This repository is for data and scripts for matching the taxon names in the [D.C. Tank phylogeny][TankTree] (see [Zanne et al 2013][Zanne-etal-2013]) with plant occurrence records in the Global Biodiversity Information Facility (GBIF) dataset. This is a step in the bigphylo project that is part of the Archibald and Lehman ["The co-evolution of plants and fire and consequences for the Earth system" NESCent workshop][FireAndPlants].

Note: one thing I (Schwilk) have not cleaned up is that all of Schwilk's scripts (python or R) assume that the "scripts" directory is the working directory. McGlinn's scripts assume that "." is the working directory.

Matching GBIF occurrence records

Match the taxon names with plant occurrence records in the Global Biodiversity Information Facility (GBIF) dataset.

These scripts read text files as utf-8 and immediately treat as unicode internally. All matching and comparisons work on unicode internally. All written output is encoded as utf-8. This has a slight speed penalty but is worth it and necessary as there are unicode characters in the GBIF data and some in other taxon name sources.

Analysis steps / walkthrough

Much code for steps 1-2 are in the taxon-name-utils repository. That repository aims to create a set of general and useful name matching and synonym finding tools. The code in this plant_gbif repo assumes that both repositories are cloned in the same parent directory --- these scripts modify the python module search path to include the taxon-name-utils/scripts directory so that the synonym matching code will run.

1. Create expanded list of canonical names

Our canonical names: ../../bigphylo/species/big-phylo-leaves.txt. We would like to search for occurrences of these species accounting for synonyms, so we use synonymize.py to expand the names list to all canonical names plus all synonyms. We use [The Plant List][TPL] data (see https://github.com/schwilklab/taxon-name-utils).

expand_canonical_names.sh

This will create a names list, ../query_names/tanknames-expanded.txt. This expanded names list includes each name in the original list and all synonyms.

2. Extract all possible name binomials in the full GBIF occurrence data

First, we must extract all possible taxon binomials from the full GBIF Plantae data. Schwilk downloaded the the [full GBIF Plantae data on 2017-04-20][GBIF-download] (0082884-160910150852091.zip). This is approximately 180 million occurrence records. This compressed zip file is not in the git repository but is referred to by the extract_gbif_names.py script. Other large data such as these are stored in the /data/ directory of the repo which is ignored by git (see .gitignore).
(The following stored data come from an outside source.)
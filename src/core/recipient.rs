//! Recipient loading.
//!
//! The recipient public key comes from `AGE_RECIPIENT` and is parsed once per
//! run. Every encryption borrows it read-only.

use ::age::x25519;
use tracing::debug;

use crate::core::constants::{RECIPIENT_ENV, RECIPIENT_PREFIX};
use crate::core::env::EnvSource;
use crate::error::{Error, Result};

/// Load and parse the recipient from the environment.
///
/// # Errors
///
/// - `Error::MissingRecipient` if the variable is unset or empty
/// - `Error::RecipientPrefix` if it does not start with `age1`
/// - `Error::InvalidRecipient` if it has the prefix but fails to parse
pub fn load(source: &impl EnvSource) -> Result<x25519::Recipient> {
    let raw = source.var(RECIPIENT_ENV).unwrap_or_default();
    if raw.is_empty() {
        return Err(Error::MissingRecipient);
    }
    parse(&raw)
}

/// Parse a public key string into an age recipient.
///
/// The value is used verbatim; surrounding whitespace is not stripped.
pub fn parse(key: &str) -> Result<x25519::Recipient> {
    if !key.starts_with(RECIPIENT_PREFIX) {
        return Err(Error::RecipientPrefix {
            prefix: RECIPIENT_PREFIX,
        });
    }

    let recipient = key
        .parse::<x25519::Recipient>()
        .map_err(|_| Error::InvalidRecipient(key.to_string()))?;

    debug!(recipient = %recipient, "loaded recipient");
    Ok(recipient)
}
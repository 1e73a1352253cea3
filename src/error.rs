//! Error types for safex.
//!
//! Two classes of failure exist: fatal ones (the recipient cannot be loaded,
//! stdout is gone) and per-unit ones (a single file or encryption step
//! failed). The pipeline decides which errors end the run.

use std::path::PathBuf;

use thiserror::Error;

/// Top-level error.
#[derive(Error, Debug)]
pub enum Error {
    #[error("AGE_RECIPIENT is not set")]
    MissingRecipient,

    #[error("AGE_RECIPIENT must be an age public key starting with {prefix}")]
    RecipientPrefix { prefix: &'static str },

    #[error("invalid age public key: {0}")]
    InvalidRecipient(String),

    #[error("error reading {}: {source}", path.display())]
    ReadFile {
        path: PathBuf,
        #[source]
        source: std::io::Error,
    },

    #[error(transparent)]
    Cipher(#[from] CipherError),

    #[error("io error: {0}")]
    Io(#[from] std::io::Error),
}

impl Error {
    /// Whether this error ends the whole run rather than a single unit.
    pub fn is_fatal(&self) -> bool {
        !matches!(self, Error::ReadFile { .. } | Error::Cipher(_))
    }
}

/// Encryption failures, one variant per stage of the writer chain.
#[derive(Error, Debug)]
pub enum CipherError {
    #[error("failed to create encryptor: {0}")]
    Encryptor(String),

    #[error("failed to write to encrypted stream: {0}")]
    Write(#[source] std::io::Error),

    #[error("failed to close encrypted stream: {0}")]
    Finish(#[source] std::io::Error),

    #[error("failed to close armor: {0}")]
    Armor(#[source] std::io::Error),

    #[error("armored output is not valid UTF-8: {0}")]
    Utf8(String),
}

pub type Result<T> = std::result::Result<T, Error>;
python extract_gbif_names.py

This will create the names list. The current version is ../query_names/gbif-occurrences-names_170420.csv. This is all unique binomial names in the GBIF Plantae occurrences data (426,632).

3. Conduct fuzzy name matching

This step creates a lookup table that associates every possible taxon binomial in the full GBIF Plantae occurrence database with its match in the expanded canonical names list created in step 1. The code uses fuzzy_match.py from the taxon-name-utils repository to do matching based on a combination of Levenshtein distances and Jaro-Winkler distbances. See the source files for details.

We can create a lookup table that maps each name in this list to the expanded canonical names list, omitting any name that does not have a sufficiently close match according to the settings in fuzzy_match.py. A short python script accomplishes this:

python make_canonical_gbif_fuzzy_lookup.py

The resulting table is ../query_names/gbif_tank_lookup_170420.csv. Raw, this results in 50494 matched names from the expanded canonical list, leaving 376138 unmatched GBIF names. The threshold distances hard-coded in the script above over-match by design. Therefore, this table requires a bit of cleaning in R to throw out a few false-positive matches. Use scripts/clean_gbif2canonical.R. The lookup table saved by that R script is gbif_tank_lookup_170420_cleaned.csv. After manually marking additional removals (false matches), the resulting file was saved as gbif_tank_lookup_170420_cleaned_manual.csv. The R script above then reads in this modified version and throws away the rows marked as false positives and saves the result as gbif-tank_lookup_final.csv. This holds 48,767 matches of which 3,154 are fuzzy matches.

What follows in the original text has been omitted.